Abu Nawas dengan leluasa memukul kaca itu hingga hancur, kemudian vas bunga yang indah, kemudian giliran patung hias sehingga sebagian dari istana dan perabotannya remuk diterjang tongkat besi Abu Nawas. Bahkan Abu Nawas tidak merasa malu memukul lalat yang kebetulan hinggap di tempayan Baginda Raja.

Baginda Raja Tidak Berdaya

Baginda Raja tidak bisa berbuat apa-apa kecuali menyadari kekeliruan yang telah dilakukan terhadap Abu Nawas dan keluarganya. Dan setelah merasa puas, Abu Nawas mohon diri. Barang-barang kesayangan Baginda banyak yang hancur. Bukan hanya itu saja, Baginda juga menanggung rasa malu.

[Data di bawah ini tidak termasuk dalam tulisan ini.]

//! Request coordination.
//!
//! The [`Coordinator`] is the application context: configuration, the
//! archive fetcher and, once startup has completed, the shared message bus.
//! It starts out not ready and rejects every request until a bus is attached.
//!
//! An accepted request runs through:
//!
//! 1. validation (no I/O)
//! 2. workspace creation
//! 3. archive download
//! 4. extraction and target discovery
//! 5. per file, per record: normalization and publication
//!
//! Steps 4 and 5 run on one blocking worker, one file and one record at a
//! time. The workspace is removed on every exit path.

use std::path::{Path, PathBuf};
use std::sync::Arc;
use std::time::Instant;

use reqwest::StatusCode;
use serde_json::Value;
use tracing::{error, info, warn};

use crate::archive;
use crate::error::{PipelineError, Result};
use crate::io::Fetch;
use crate::normalize::Normalizer;
use crate::publish::{MessageBus, NormalizedFeature, Publisher};
use crate::request::ArchiveRequest;
use crate::shp;
use crate::workspace::Workspace;

/// Workspace subdirectory holding the downloaded archive.
const DOWNLOAD_DIR: &str = "download";
/// Workspace subdirectory the archive is unpacked into.
const EXTRACT_DIR: &str = "extracted";

/// Startup configuration shared by every request.
#[derive(Debug, Clone)]
pub struct PipelineConfig {
    pub topic: String,
    /// Prefix every request `sourceID` must start with.
    pub accepted_source_id: String,
    /// Shapefile component names that must each appear once per archive.
    pub target_files: Vec<String>,
    /// EPSG code of the source shapefiles.
    pub crs_code: u32,
    pub workspace_root: PathBuf,
    /// Flush the producer after this many features.
    pub flush_every: usize,
}

/// Per-file processing result.
#[derive(Debug, Clone, PartialEq, Eq)]
pub struct FileSummary {
    pub path: PathBuf,
    pub records: u64,
    /// Records with at least one nulled property or identifier.
    pub failed_records: u64,
}

/// Outcome of a completed request.
#[derive(Debug, Clone, Default, PartialEq, Eq)]
pub struct Summary {
    pub files: Vec<FileSummary>,
}

impl Summary {
    /// Records published across every file.
    pub fn geometries(&self) -> u64 {
        self.files.iter().map(|f| f.records).sum()
    }

    /// Records published with at least one soft failure.
    pub fn failed_records(&self) -> u64 {
        self.files.iter().map(|f| f.failed_records).sum()
    }
}

/// Status code and plain-text body returned to the caller.
#[derive(Debug, Clone, PartialEq, Eq)]
pub struct Response {
    pub status: StatusCode,
    pub body: String,
}

enum Readiness {
    NotReady,
    Ready(Arc<dyn MessageBus>),
}

/// Application context serving ingestion requests.
///
/// Holds the configuration and fetcher from construction on. Requests are
/// denied with `503` until [`Coordinator::attach`] supplies the bus.
pub struct Coordinator {
    config: Arc<PipelineConfig>,
    fetcher: Arc<dyn Fetch>,
    readiness: Readiness,
}

impl Coordinator {
    /// A coordinator that still waits for its message bus.
    pub fn new(config: PipelineConfig, fetcher: Arc<dyn Fetch>) -> Self {
        Self {
            config: Arc::new(config),
            fetcher,
            readiness: Readiness::NotReady,
        }
    }

    /// A coordinator ready to accept requests.
    pub fn ready(config: PipelineConfig, fetcher: Arc<dyn Fetch>, bus: Arc<dyn MessageBus>) -> Self {
        let mut coordinator = Self::new(config, fetcher);
        coordinator.attach(bus);
        coordinator
    }

    /// Complete startup by attaching the shared bus.
    pub fn attach(&mut self, bus: Arc<dyn MessageBus>) {
        self.readiness = Readiness::Ready(bus);
        info!(topic = %self.config.topic, "Pipeline ready");
    }

    /// Whether startup has completed and requests are accepted.
    pub fn is_ready(&self) -> bool {
        matches!(self.readiness, Readiness::Ready(_))
    }

    /// Process one request and render the response.
    ///
    /// # Arguments
    ///
    /// * `body` - The parsed JSON request
    /// * `request_id` - Identifier naming the request's workspace
    ///
    /// # Returns
    ///
    /// `200` with the geometry count on success, otherwise the error's status
    /// code and message.
    pub async fn handle(&self, body: &Value, request_id: &str) -> Response {
        match self.process(body, request_id).await {
            Ok(summary) => Response {
                status: StatusCode::OK,
                body: format!("Processing Completed ({} geometries)", summary.geometries()),
            },
            Err(err) => {
                let status = err.status();
                if status.is_server_error() && status != StatusCode::SERVICE_UNAVAILABLE {
                    error!(request_id, error = %err, "Request failed");
                } else {
                    warn!(request_id, error = %err, "Request rejected");
                }
                Response {
                    status,
                    body: err.to_string(),
                }
            }
        }
    }

    /// Process one request.
    ///
    /// The workspace is removed whether or not processing succeeds.
    ///
    /// # Returns
    ///
    /// The per-file [`Summary`], or the first error that stopped the request.
    pub async fn process(&self, body: &Value, request_id: &str) -> Result<Summary> {
        let bus = match &self.readiness {
            Readiness::Ready(bus) => bus.clone(),
            Readiness::NotReady => {
                warn!(request_id, "Function not ready, denying request !");
                return Err(PipelineError::NotReady);
            }
        };

        let request = ArchiveRequest::validate(body, &self.config.accepted_source_id)?;
        let workspace = Workspace::create(&self.config.workspace_root, request_id)?;
        info!(request_id, source_id = %request.source_id, "Processing request");

        let result = self.run(request, workspace.path(), bus).await;
        if let Err(err) = workspace.destroy() {
            warn!(request_id, error = %err, "Failed to clean up workspace");
        }

        if let Ok(summary) = &result {
            info!(
                request_id,
                geometries = summary.geometries(),
                failed_records = summary.failed_records(),
                "Request completed"
            );
        }
        result
    }

    async fn run(
        &self,
        request: ArchiveRequest,
        workspace: &Path,
        bus: Arc<dyn MessageBus>,
    ) -> Result<Summary> {
        let archive_name = request.archive_name();
        let archive_path = workspace.join(DOWNLOAD_DIR).join(&archive_name);

        info!(url = %request.archive_url, "Start downloading archive");
        self.fetcher
            .fetch(&request.archive_url, &archive_path)
            .await
            .map_err(|e| {
                warn!(url = %request.archive_url, error = %e, "Failed to download file");
                PipelineError::Download {
                    url: request.archive_url.clone(),
                    reason: e.to_string(),
                }
            })?;

        let job = ScanJob {
            config: self.config.clone(),
            bus,
            archive_name,
            archive_path,
            extract_dir: workspace.join(EXTRACT_DIR),
            request,
        };
        tokio::task::spawn_blocking(move || job.run())
            .await
            .map_err(|e| PipelineError::Unexpected(e.to_string()))?
    }
}

/// Extraction, discovery and publication for one downloaded archive.
struct ScanJob {
    config: Arc<PipelineConfig>,
    bus: Arc<dyn MessageBus>,
    archive_name: String,
    archive_path: PathBuf,
    extract_dir: PathBuf,
    request: ArchiveRequest,
}

impl ScanJob {
    fn run(self) -> Result<Summary> {
        info!("Start extracting archive");
        archive::extract_all(&self.archive_path, &self.extract_dir)?;
        let targets = archive::locate(&self.extract_dir, &self.config.target_files, &self.archive_name)?;

        info!(code = self.config.crs_code, "Coordinate Reference System, EPSG");
        let normalizer = Normalizer::new(
            self.request.normalized_properties.clone(),
            self.config.crs_code,
            self.request.version.clone(),
        );
        let mut publisher = Publisher::new(
            self.bus.clone(),
            self.config.topic.clone(),
            self.config.flush_every,
        );

        let mut summary = Summary::default();
        for target in targets {
            let file = self.scan_file(&target, &normalizer, &mut publisher)?;
            summary.files.push(file);
        }
        Ok(summary)
    }

    fn scan_file(
        &self,
        path: &Path,
        normalizer: &Normalizer,
        publisher: &mut Publisher,
    ) -> Result<FileSummary> {
        let name = path
            .file_name()
            .map(|n| n.to_string_lossy().into_owned())
            .unwrap_or_default();
        let id_field = &self.request.topsoil_id_field;

        let fields = shp::field_names(path)?;
        if !fields.iter().any(|field| field == id_field) {
            return Err(PipelineError::Validation(format!(
                "topsoilIdField '{id_field}' is not an attribute of {name}"
            )));
        }

        info!(file = %name, "Processing shapefile");
        let start = Instant::now();
        let mut failed_records = 0;

        let records = shp::for_each_record(path, &fields, |record| {
            let shp::RawRecord { fields, geometry } = record;
            let (id, id_ok) = identifier(fields.get(id_field));
            let normalized = normalizer.normalize(&fields);
            if !id_ok || normalized.soft_failures > 0 {
                failed_records += 1;
            }

            let feature = NormalizedFeature::new(
                format!("{}:{id}", self.request.source_id),
                geometry,
                normalized.properties,
            );
            publisher.publish(&feature)
        })?;
        publisher.flush()?;

        info!(
            file = %name,
            count = records,
            failures = failed_records,
            elapsed_secs = start.elapsed().as_secs(),
            "Shapefile processed successfully"
        );
        Ok(FileSummary {
            path: path.to_path_buf(),
            records,
            failed_records,
        })
    }
}

/// Text form of a record identifier; `false` when it is missing or null.
fn identifier(value: Option<&Value>) -> (String, bool) {
    match value {
        Some(Value::String(s)) => (s.clone(), true),
        Some(Value::Null) | None => (String::new(), false),
        Some(other) => (other.to_string(), true),
    }
}

#[cfg(test)]
mod tests {
    use super::*;
    use crate::io::FetchError;
    use crate::publish::MemoryBus;
    use async_trait::async_trait;
    use serde_json::json;
    use std::sync::atomic::{AtomicUsize, Ordering};

    struct CountingFetcher(AtomicUsize);

    #[async_trait]
    impl Fetch for CountingFetcher {
        async fn fetch(&self, _url: &str, _destination: &Path) -> Result<u64, FetchError> {
            self.0.fetch_add(1, Ordering::SeqCst);
            Err(FetchError::Io(std::io::Error::other("connection refused")))
        }
    }

    fn config(root: &Path) -> PipelineConfig {
        PipelineConfig {
            topic: "topsoil".to_string(),
            accepted_source_id: "topsoil:esdac".to_string(),
            target_files: vec!["SoilAttr_LUCAS_2009.shx".to_string()],
            crs_code: 4326,
            workspace_root: root.to_path_buf(),
            flush_every: 1000,
        }
    }

    fn body() -> Value {
        json!({
            "format": "zip",
            "url": "https://esdac.example.org/LUCAS.zip",
            "sourceID": "topsoil:esdac",
            "topsoilIdField": "POINT_ID",
            "normalizedProperties": {},
            "version": "1"
        })
    }

    #[tokio::test]
    async fn not_ready_rejects_without_side_effects() {
        let root = tempfile::tempdir().unwrap();
        let fetcher = Arc::new(CountingFetcher(AtomicUsize::new(0)));
        let coordinator = Coordinator::new(config(root.path()), fetcher.clone());
        assert!(!coordinator.is_ready());

        let response = coordinator.handle(&body(), "req-1").await;
        assert_eq!(response.status, StatusCode::SERVICE_UNAVAILABLE);
        assert_eq!(fetcher.0.load(Ordering::SeqCst), 0);
        assert_eq!(std::fs::read_dir(root.path()).unwrap().count(), 0);
    }

    #[tokio::test]
    async fn invalid_request_never_fetches() {
        let root = tempfile::tempdir().unwrap();
        let fetcher = Arc::new(CountingFetcher(AtomicUsize::new(0)));
        let bus = Arc::new(MemoryBus::new());
        let coordinator = Coordinator::ready(config(root.path()), fetcher.clone(), bus.clone());

        let mut body = body();
        body.as_object_mut().unwrap().remove("topsoilIdField");
        let response = coordinator.handle(&body, "req-2").await;
        assert_eq!(response.status, StatusCode::BAD_REQUEST);
        assert_eq!(response.body, "Missing 'topsoilIdField' attribute !");

        let mut body = self::body();
        body["sourceID"] = json!("topsoil:other");
        let response = coordinator.handle(&body, "req-3").await;
        assert_eq!(response.status, StatusCode::BAD_REQUEST);

        assert_eq!(fetcher.0.load(Ordering::SeqCst), 0);
        assert!(bus.messages().is_empty());
        assert_eq!(std::fs::read_dir(root.path()).unwrap().count(), 0);
    }

    #[tokio::test]
    async fn download_failure_is_unavailable_and_cleans_up() {
        let root = tempfile::tempdir().unwrap();
        let fetcher = Arc::new(CountingFetcher(AtomicUsize::new(0)));
        let coordinator =
            Coordinator::ready(config(root.path()), fetcher.clone(), Arc::new(MemoryBus::new()));

        let response = coordinator.handle(&body(), "req-4").await;
        assert_eq!(response.status, StatusCode::SERVICE_UNAVAILABLE);
        assert!(response.body.starts_with("Failed to download file"));
        assert_eq!(fetcher.0.load(Ordering::SeqCst), 1);
        assert!(!root.path().join("archive-processor-req-4").exists());
    }

    #[test]
    fn identifier_rendering() {
        assert_eq!(identifier(Some(&json!("A12"))), ("A12".to_string(), true));
        assert_eq!(identifier(Some(&json!(42))), ("42".to_string(), true));
        assert_eq!(identifier(Some(&Value::Null)), (String::new(), false));
        assert_eq!(identifier(None), (String::new(), false));
    }
}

Kini ia sadar betapa kelirunya berbuat semena-mena kepada Abu Nawas. Abu Nawas yang tampak lucu dan sering menyenangkan orang itu ternyata bisa berubah menjadi garang dan ganas serta mampu membalas dendam terhadap orang yang mengusiknya.

Abu Nawas pulang dengan perasaan lega. Istrinya pasti sedang menunggu di rumah untuk mendengarkan cerita apa yang dibawa dari istana.